Ippocrate era soprattutto un osservatore, che sapeva come registrare un
caso in modo chiaro e conciso e non andava alla ricerca delle guarigioni
strepitose, ma registrava imparzialmente successi e insuccessi. Nei
libri Delle Epidemie (42 casi registrati), il tasso di mortalità è alto,
pari al 60%, ma va tenuto presente che per la maggior parte si trattava
di malattie gravi e acute. Ad esempio, la malaria era allora assai
comune e aveva molto spesso esito mortale, come la dissenteria e i
traumi cranici. La seguente descrizione può riguardare un caso di
malaria perniciosa: «Fillisco abita presso le mura. Primo giorno: si
mette a letto con febbre alta e sudorazione; notte agitata. Terzo
giorno: verso il mezzodì, sembra che la febbre sia caduta, ma verso sera
febbre alta, sudorazione, sete, lingua secca, orina scura. Insonnia,
delirio. Quinto giorno: notte agitata, frasi senza senso, orina scura,
sudore freddo. Verso mezzogiorno del sesto giorno, la morte. Per tutto
il tempo, la respirazione fu intermittente e profonda, come se si
ricordasse di dover respirare». Quest'ultima frase descrive ciò che ora
chiamiamo 'respiro di Cheyne-Stokes'. Ecco invece la descrizione di un
caso di trauma cranico seguito da otite e meningite: «La figlia di
Nerio, una bella ragazza di vent'anni, gioca con una sua amica che la
colpisce con la mano aperta sulla sommità del capo.
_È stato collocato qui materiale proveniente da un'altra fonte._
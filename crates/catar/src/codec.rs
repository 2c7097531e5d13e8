use byteorder::{BigEndian, LittleEndian, ReadBytesExt, WriteBytesExt};
use std::fs::{self, File, OpenOptions};
use std::io::{self, Read, Write};
use std::path::{Component, Path, PathBuf};

use crate::error::{ArchiveError, Result};
use crate::Catalog;

/// Writes the self-delimiting catalog header: a little-endian u32 byte
/// length followed by the bitcode encoding of the catalog.
pub fn write_catalog<W: Write>(w: &mut W, catalog: &Catalog) -> Result<()> {
    let buf = bitcode::encode(catalog);
    w.write_u32::<LittleEndian>(buf.len() as u32)?;
    w.write_all(&buf)?;
    Ok(())
}

/// Reads the catalog header back, leaving the stream positioned at the
/// first payload byte. A stream that ends inside the header is a decode
/// failure, not an io failure.
pub fn read_catalog<R: Read>(r: &mut R) -> Result<Catalog> {
    let len = r.read_u32::<LittleEndian>().map_err(header_err)?;
    let mut buf = vec![0u8; len as usize];
    r.read_exact(&mut buf).map_err(header_err)?;
    bitcode::decode(&buf).map_err(|e| ArchiveError::Decode(e.to_string()))
}

fn header_err(e: io::Error) -> ArchiveError {
    if e.kind() == io::ErrorKind::UnexpectedEof {
        ArchiveError::Decode("truncated catalog header".to_string())
    } else {
        ArchiveError::Io(e)
    }
}

/// Serializes the catalog header followed by one length-prefixed payload
/// block per file entry, in catalog order. Directory entries contribute no
/// block. Each file's length is sampled from the open handle immediately
/// before its bytes are copied, so a source that changes size under us is
/// caught as a mismatch rather than silently framed wrong.
pub fn encode<W: Write>(w: &mut W, catalog: &Catalog) -> Result<()> {
    write_catalog(w, catalog)?;
    for entry in catalog.files() {
        let mut f = File::open(&entry.name)?;
        let size = f.metadata()?.len();
        write_block(w, &mut f, &entry.name, size)?;
    }
    Ok(())
}

/// One payload block: an 8-byte big-endian length, flushed, then exactly
/// `size` bytes copied from the source. A copy that moves any other number
/// of bytes leaves the archive corrupt and fails the whole operation.
fn write_block<W: Write, R: Read>(w: &mut W, r: &mut R, name: &str, size: u64) -> Result<()> {
    w.write_u64::<BigEndian>(size)?;
    w.flush()?;
    let copied = io::copy(r, w)?;
    if copied != size {
        return Err(ArchiveError::SizeMismatch {
            name: name.to_string(),
            expected: size,
            actual: copied,
        });
    }
    Ok(())
}

/// Recreates the catalog's entries under `target`, consuming the payload
/// stream strictly sequentially. Directory creation is non-recursive and
/// refuses an already existing directory; files are created with
/// `create_new` and never overwrite. A stream that ends before a declared
/// payload length is a size mismatch; entries extracted before the failure
/// stay in place.
pub fn extract<R: Read>(r: &mut R, catalog: &Catalog, target: &Path) -> Result<()> {
    for entry in catalog.entries() {
        let path = join_under(target, &entry.name);
        if entry.is_directory() {
            fs::create_dir(&path)?;
        } else {
            let size = r.read_u64::<BigEndian>()?;
            let mut out = OpenOptions::new()
                .write(true)
                .create_new(true)
                .open(&path)?;
            let copied = io::copy(&mut r.by_ref().take(size), &mut out)?;
            if copied != size {
                return Err(ArchiveError::SizeMismatch {
                    name: entry.name.clone(),
                    expected: size,
                    actual: copied,
                });
            }
        }
    }
    Ok(())
}

/// Joins an entry name under the extraction target keeping only normal
/// path components, so a stored root or `..` cannot escape the target.
pub(crate) fn join_under(target: &Path, name: &str) -> PathBuf {
    let mut path = target.to_path_buf();
    for comp in Path::new(name).components() {
        if let Component::Normal(part) = comp {
            path.push(part);
        }
    }
    path
}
La ragazza vede
calare le tenebre davanti agli occhi e perde il respiro; tornata a casa,
è assalita da febbre acuta col mal di capo, diventa rossa in viso. Al
settimo giorno le esce dall'orecchio destro più di una coppa di pus
fetido e rossastro e la ragazza sembra riaversi un poco. Ma la febbre
riprende e la ragazza cade in stato comatoso; perduta la parola, il lato
destro della faccia è tirato; seguono spasmi, tremiti e dispnea, la
lingua e gli occhi rimangono paralizzati, muore al nono giorno».
Ippocrate nelle sue terapie (i suoi metodi possono essere studiati in
Regime nelle malattie acute) faceva scarso uso di farmaci, sorvegliava
il decorso della malattia e non interferiva con la natura, sapendo che
nella maggior parte delle malattie vi è una tendenza alla guarigione
spontanea,secondo il principio della 'vis medicatrix naturae':
«L'organismo» affermava «è il medico delle nostre malattie», cioè
dobbiamo astenerci da interventi inopportuni; e ancora: «il malato, chi
lo assiste e le circostanze esterne devono cooperare». Tuttavia, egli
dava assennati consigli, faceva fare bagni e fomenti quando occorrevano
e prescriveva semplici diete a base di polenta d'orzo e miele. La
bevanda consigliata in caso di sofferenze era l'ossimiele (aceto e
miele), mentre in caso di sete molto forte suggeriva di dare da bere
idromele (acqua e miele): oggi al posto del miele somministriamo
glucosio.
Oltre a praticare la medicina, Ippocrate era anche un buon chirurgo:
estraeva pus, accomodava fratture, riduceva lussazioni (usando una panca
o tavola speciale) e praticava anche la trapanazione del cranio, come ci
descrive chiaramente nell'opera Delle ferite al capo (XXI). Ecco un
brano che potrebbe essere stato scritto oggi: «Le unghie [del chirurgo]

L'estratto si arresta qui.